-- What is needed --
Among the entries below, which lines include the string "send"? Show each one.

-- Data records --

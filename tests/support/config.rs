use std::io::Write;

use tempfile::NamedTempFile;

/// Write `contents` to a temp file that lives as long as the handle.
pub fn write_temp_config(contents: &str) -> NamedTempFile {
    let mut file = tempfile::Builder::new()
        .prefix("xpguard-config-")
        .suffix(".toml")
        .tempfile()
        .expect("create temp config");
    file.write_all(contents.as_bytes()).expect("write temp config");
    file.flush().expect("flush temp config");
    file
}
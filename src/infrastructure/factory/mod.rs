//! Factory modules for building infrastructure components.
//!
//! Provides factory functions that construct fully-configured infrastructure
//! components from application configuration. These factories handle
//! dependency injection and wiring.
//!
//! # Submodules
//!
//! - [`cache`] - Cache backend and cluster sync construction

pub mod cache;

pub use cache::{build_cache, CacheRuntime};
//! Cache tiers, cross-node sync and caching combinators.
//!
//! - [`memory::MemoryCache`]: bounded in-process store with TTL and eviction
//! - [`hybrid::HybridCache`]: memory in front of an optional remote tier
//! - [`sync::SyncManager`] / [`sync::SyncedCache`]: mutation propagation over a bus
//! - [`response::ResponseCache`]: GET response caching
//! - [`memoize::Cacheable`]: memoization of async functions

pub mod eviction;
pub mod hybrid;
pub mod memoize;
pub mod memory;
pub mod response;
pub mod sync;

pub use eviction::EvictionPolicy;
pub use hybrid::HybridCache;
pub use memoize::{Cacheable, CachedFn};
pub use memory::{MemoryCache, MemoryCacheOptions};
pub use response::{
    CacheStatus, CachedRequest, JsonResponse, QueryKeyMode, ResponseCache, ResponseCacheOptions,
};
pub use sync::{SyncManager, SyncedCache};
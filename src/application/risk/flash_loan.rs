//! Flash-loan contract code and target validation.
//!
//! The code checks are a static text scan over Solidity source. They do not
//! parse the language: patterns are matched per line, and the reentrancy check
//! only compares line order, so both false positives and false negatives are
//! expected.

use std::sync::OnceLock;

use regex::Regex;
use serde::Serialize;
use tracing::debug;

use crate::domain::{FlashLoanStrategy, RiskReport, ValidationResult};
use crate::infrastructure::config::thresholds::FlashLoanThresholds;

const DANGEROUS_PATTERN_WEIGHT: u32 = 20;
const LOW_PROFIT_WEIGHT: u32 = 15;

/// Substrings that make a contract unsafe to execute, with a short label.
const DANGEROUS_PATTERNS: &[(&[&str], &str)] = &[
    (&["selfdestruct"], "selfdestruct"),
    (&["suicide("], "suicide()"),
    (&["delegatecall"], "delegatecall"),
    (&[".call.value(", ".call{value"], "low-level call with value"),
    (&["tx.origin"], "tx.origin"),
    (&["assembly"], "inline assembly"),
    (&["blockhash"], "blockhash"),
];

fn external_call_pattern() -> &'static Regex {
    static PATTERN: OnceLock<Regex> = OnceLock::new();
    PATTERN.get_or_init(|| {
        Regex::new(r"\.(?:call|send|transfer)(?:\.value)?\s*[({]")
            .expect("external call pattern is valid")
    })
}

fn loop_pattern() -> &'static Regex {
    static PATTERN: OnceLock<Regex> = OnceLock::new();
    PATTERN.get_or_init(|| Regex::new(r"\b(?:for|while)\s*\(").expect("loop pattern is valid"))
}

fn local_declaration_pattern() -> &'static Regex {
    static PATTERN: OnceLock<Regex> = OnceLock::new();
    PATTERN.get_or_init(|| {
        Regex::new(
            r"^\(?\s*(?:u?int\d*|bool|address(?:\s+payable)?|bytes\d*|string|var)\b|\b(?:memory|calldata)\b",
        )
        .expect("declaration pattern is valid")
    })
}

fn collection_mutation_pattern() -> &'static Regex {
    static PATTERN: OnceLock<Regex> = OnceLock::new();
    PATTERN.get_or_init(|| {
        Regex::new(r"\+\+|--|[+\-*/]=|\.push\s*\(|\.pop\s*\(|\bdelete\s")
            .expect("mutation pattern is valid")
    })
}

/// Result of [`FlashLoanValidator::validate_flash_loan_code`].
#[derive(Debug, Clone, PartialEq, Serialize)]
#[serde(rename_all = "camelCase")]
pub struct FlashLoanSecurityCheck {
    #[serde(flatten)]
    pub result: ValidationResult,
    pub estimated_gas: u64,
    /// Expected net profit in USD after fees and gas.
    pub profitability: f64,
    pub complexity: u32,
}

impl FlashLoanSecurityCheck {
    #[must_use]
    pub const fn is_valid(&self) -> bool {
        self.result.is_valid
    }
}

/// Structural counts extracted from contract source.
#[derive(Debug, Clone, Copy, Default, PartialEq, Eq)]
pub struct CodeMetrics {
    pub external_calls: u32,
    pub loops: u32,
    pub storage_mutations: u32,
    pub max_nesting: u32,
    /// Zero-based line of the first storage mutation after an external call.
    pub mutation_after_call: Option<usize>,
}
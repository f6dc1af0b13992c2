//! Cache factory.
//!
//! Remote failures during construction never abort startup: an unreachable
//! Redis degrades to the memory tier and an unreachable broker to the
//! in-process bus, each with a single warning.

use std::sync::Arc;

use tokio::task::JoinHandle;
use tracing::{info, warn};

use crate::adapter::outbound::local::LocalBus;
use crate::adapter::outbound::redis::{RedisBus, RedisCache};
use crate::application::cache::{HybridCache, MemoryCache, SyncManager, SyncedCache};
use crate::infrastructure::config::cache::CacheKind;
use crate::infrastructure::config::settings::Config;
use crate::port::{CacheService, MessageBus};

/// A built cache and the background tasks that serve it.
///
/// Dropping the runtime stops the sweeper and the sync listener.
pub struct CacheRuntime {
    cache: Arc<dyn CacheService>,
    backend: String,
    tasks: Vec<JoinHandle<()>>,
}

impl CacheRuntime {
    #[must_use]
    pub fn cache(&self) -> Arc<dyn CacheService> {
        Arc::clone(&self.cache)
    }

    /// Human-readable description of what was actually built.
    #[must_use]
    pub fn backend(&self) -> &str {
        &self.backend
    }

    /// Number of background tasks still attached.
    #[must_use]
    pub fn task_count(&self) -> usize {
        self.tasks.len()
    }
}

impl Drop for CacheRuntime {
    fn drop(&mut self) {
        for task in &self.tasks {
            task.abort();
        }
    }
}

/// Build the cache described by `config`.
///
/// With `cluster.enabled`, the cache is wrapped in a [`SyncedCache`] and a
/// sync listener is spawned. Must be called inside a tokio runtime.
pub async fn build_cache(config: &Config) -> CacheRuntime {
    let settings = &config.cache;
    let memory = Arc::new(MemoryCache::new(settings.memory_options()));
    let mut tasks = Vec::new();
    if let Some(interval) = settings.sweep_interval() {
        tasks.push(memory.spawn_sweeper(interval));
    }

    let redis_url = settings.redis_url.as_deref().unwrap_or_default();
    let (base, mut backend): (Arc<dyn CacheService>, String) = match settings.kind {
        CacheKind::Memory => (memory as Arc<dyn CacheService>, "memory".to_string()),
        CacheKind::Redis => match RedisCache::connect(redis_url, settings.redis_options()).await {
            Ok(redis) => (Arc::new(redis) as Arc<dyn CacheService>, "redis".to_string()),
            Err(e) => {
                warn!(error = %e, "Redis unreachable, falling back to memory cache");
                (memory as Arc<dyn CacheService>, "memory (redis unreachable)".to_string())
            }
        },
        CacheKind::Hybrid => {
            let hybrid = match RedisCache::connect(redis_url, settings.redis_options()).await {
                Ok(redis) => HybridCache::connect(memory, Arc::new(redis)).await,
                Err(e) => {
                    warn!(error = %e, "Redis unreachable, running memory-only");
                    HybridCache::memory_only(memory)
                }
            };
            let label = if hybrid.has_remote() {
                "hybrid"
            } else {
                "hybrid (memory only)"
            };
            (Arc::new(hybrid) as Arc<dyn CacheService>, label.to_string())
        }
    };

    let cache = if config.cluster.enabled {
        let bus = build_bus(config).await;
        let manager = Arc::new(SyncManager::new(
            config.cluster.node_id.clone(),
            bus,
            Arc::clone(&base),
            config.cluster.sync_interval(),
        ));
        tasks.push(manager.spawn_listener());
        backend.push_str(" + sync");
        Arc::new(SyncedCache::new(base, manager)) as Arc<dyn CacheService>
    } else {
        base
    };

    info!(
        backend = %backend,
        max_size = settings.max_size,
        eviction = %settings.eviction,
        "Cache ready"
    );
    CacheRuntime {
        cache,
        backend,
        tasks,
    }
}

async fn build_bus(config: &Config) -> Arc<dyn MessageBus> {
    let cluster = &config.cluster;
    match config.cache.redis_url.as_deref() {
        Some(url) if config.cache.kind.needs_redis() => {
            match RedisBus::connect(url, cluster.channel.clone()).await {
                Ok(bus) => return Arc::new(bus),
                Err(e) => warn!(error = %e, "Sync broker unreachable, using in-process bus"),
            }
        }
        _ => warn!("No sync broker configured, events stay inside this process"),
    }
    Arc::new(LocalBus::default())
}
//! Redis pub/sub transport for cache sync events.

use async_trait::async_trait;
use futures_util::StreamExt;
use redis::aio::MultiplexedConnection;
use redis::Client;
use tokio::sync::mpsc;
use tracing::{debug, info, warn};

use crate::domain::CacheSyncEvent;
use crate::error::CacheResult;
use crate::port::MessageBus;

const SUBSCRIPTION_BUFFER: usize = 256;

/// [`MessageBus`] over Redis `PUBLISH`/`SUBSCRIBE` on a single channel.
///
/// Publishing shares one multiplexed connection; each subscription opens a
/// dedicated connection, as Redis requires.
pub struct RedisBus {
    client: Client,
    publisher: MultiplexedConnection,
    channel: String,
}

impl RedisBus {
    /// Connect to `url` for publishing on `channel`.
    ///
    /// # Errors
    ///
    /// Returns [`CacheError::Redis`](crate::error::CacheError::Redis) if the
    /// server is unreachable.
    pub async fn connect(url: &str, channel: impl Into<String>) -> CacheResult<Self> {
        let client = Client::open(url)?;
        let publisher = client.get_multiplexed_tokio_connection().await?;
        let channel = channel.into();
        info!(channel = %channel, "Connected to Redis sync bus");
        Ok(Self {
            client,
            publisher,
            channel,
        })
    }
}

#[async_trait]
impl MessageBus for RedisBus {
    async fn publish(&self, event: &CacheSyncEvent) -> CacheResult<()> {
        let payload = serde_json::to_string(event)?;
        let mut conn = self.publisher.clone();
        let receivers: i64 = redis::cmd("PUBLISH")
            .arg(&self.channel)
            .arg(payload)
            .query_async(&mut conn)
            .await?;
        debug!(channel = %self.channel, kind = ?event.kind, receivers, "Published sync event");
        Ok(())
    }

    async fn subscribe(&self) -> CacheResult<mpsc::Receiver<CacheSyncEvent>> {
        let mut pubsub = self.client.get_async_connection().await?.into_pubsub();
        pubsub.subscribe(&self.channel).await?;

        let (tx, rx) = mpsc::channel(SUBSCRIPTION_BUFFER);
        let channel = self.channel.clone();
        tokio::spawn(async move {
            let mut messages = pubsub.on_message();
            loop {
                let message = tokio::select! {
                    () = tx.closed() => break,
                    message = messages.next() => match message {
                        Some(message) => message,
                        None => break,
                    },
                };
                let payload: String = match message.get_payload() {
                    Ok(payload) => payload,
                    Err(e) => {
                        warn!(channel = %channel, error = %e, "Unreadable sync payload");
                        continue;
                    }
                };
                let event: CacheSyncEvent = match serde_json::from_str(&payload) {
                    Ok(event) => event,
                    Err(e) => {
                        warn!(channel = %channel, error = %e, "Malformed sync event");
                        continue;
                    }
                };
                if tx.send(event).await.is_err() {
                    break;
                }
            }
            debug!(channel = %channel, "Redis subscription ended");
        });

        Ok(rx)
    }
}
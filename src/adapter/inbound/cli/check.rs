//! Handlers for the `check` command group.

use std::io::Read;
use std::path::Path;

use serde_json::json;

use super::command::{CheckCommand, FlashLoanArgs, FundingArgs};
use super::{output, Verdict};
use crate::application::risk::{validate_greeks, RiskValidators};
use crate::domain::ValidationResult;
use crate::error::Result;
use crate::infrastructure::config::settings::Config;

/// Execute a `check` subcommand with validators built from `config`.
pub fn execute(command: &CheckCommand, config: &Config) -> Result<Verdict> {
    let validators = RiskValidators::from_thresholds(&config.thresholds);

    match command {
        CheckCommand::Option(args) => {
            let result = validators.options.validate_option_trade(&args.trade());
            output::result("option", &result);
            render("Option Trade", &result);
            Ok(Verdict::from_valid(result.is_valid))
        }
        CheckCommand::Futures(args) => {
            let check = validators.futures.validate_futures_trade(&args.trade());
            output::result("futures", &check);
            render("Futures Position", &check.result);
            output::field("Liquidation", format!("{:.4}", check.liquidation_price));
            output::field("Max leverage", format!("{}x", check.max_leverage));
            output::field("Margin ratio", format!("{:.2}%", check.margin_ratio * 100.0));
            Ok(Verdict::from_valid(check.is_valid()))
        }
        CheckCommand::FlashLoan(args) => execute_flash_loan(args, &validators),
        CheckCommand::Target(args) => {
            let result = validators
                .flash_loan
                .validate_flash_loan_target(&args.address, &args.selector);
            output::result("target", &result);
            render("Flash Loan Target", &result);
            Ok(Verdict::from_valid(result.is_valid))
        }
        CheckCommand::Greeks(args) => {
            let greeks = args.greeks();
            let valid = validate_greeks(&greeks);
            output::result("greeks", &json!({ "isValid": valid, "greeks": greeks }));
            output::section("Greeks");
            if valid {
                output::success("Greeks are within bounds");
            } else {
                output::error("Greeks out of bounds (|delta| <= 1, gamma >= 0, vega >= 0)");
            }
            Ok(Verdict::from_valid(valid))
        }
        CheckCommand::Funding(args) => Ok(execute_funding(args, &validators)),
    }
}

fn execute_flash_loan(args: &FlashLoanArgs, validators: &RiskValidators) -> Result<Verdict> {
    let code = read_code(&args.code)?;
    let check =
        validators
            .flash_loan
            .validate_flash_loan_code(&code, &args.strategy, args.loan, args.profit);
    output::result("flash_loan", &check);
    render("Flash Loan", &check.result);
    output::field("Complexity", check.complexity);
    output::field("Est. gas", check.estimated_gas);
    output::field("Net profit", format!("${:.2}", check.profitability));
    Ok(Verdict::from_valid(check.is_valid()))
}

fn execute_funding(args: &FundingArgs, validators: &RiskValidators) -> Verdict {
    let check = validators
        .futures
        .validate_funding_rate(args.rate, &args.context());
    output::result("funding", &check);
    output::section("Funding Rate");
    output::field("Adjusted", format!("{:.6}", check.adjusted_rate));
    output::field("Expected", format!("{:.6}", check.expected_rate));
    if check.is_valid {
        output::success("Funding rate is consistent with the model");
    } else {
        output::error("Funding rate deviates from the model rate");
    }
    Verdict::from_valid(check.is_valid)
}

/// Read contract source from `path`, or stdin when `path` is `-`.
fn read_code(path: &Path) -> Result<String> {
    if path == Path::new("-") {
        let mut code = String::new();
        std::io::stdin().read_to_string(&mut code)?;
        return Ok(code);
    }
    Ok(std::fs::read_to_string(path)?)
}

/// Print the human-readable form of a validation result.
fn render(title: &str, result: &ValidationResult) {
    output::section(title);
    for message in &result.errors {
        output::error(message);
    }
    for message in &result.warnings {
        output::warning(message);
    }
    if result.is_valid {
        output::success("Accepted");
    }
    output::field("Risk score", output::score(result.risk_score));
}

-- Task solution --
        Regex::new(r"\.(?:call|send|transfer)(?:\.value)?\s*[({]")
                if tx.send(event).await.is_err() {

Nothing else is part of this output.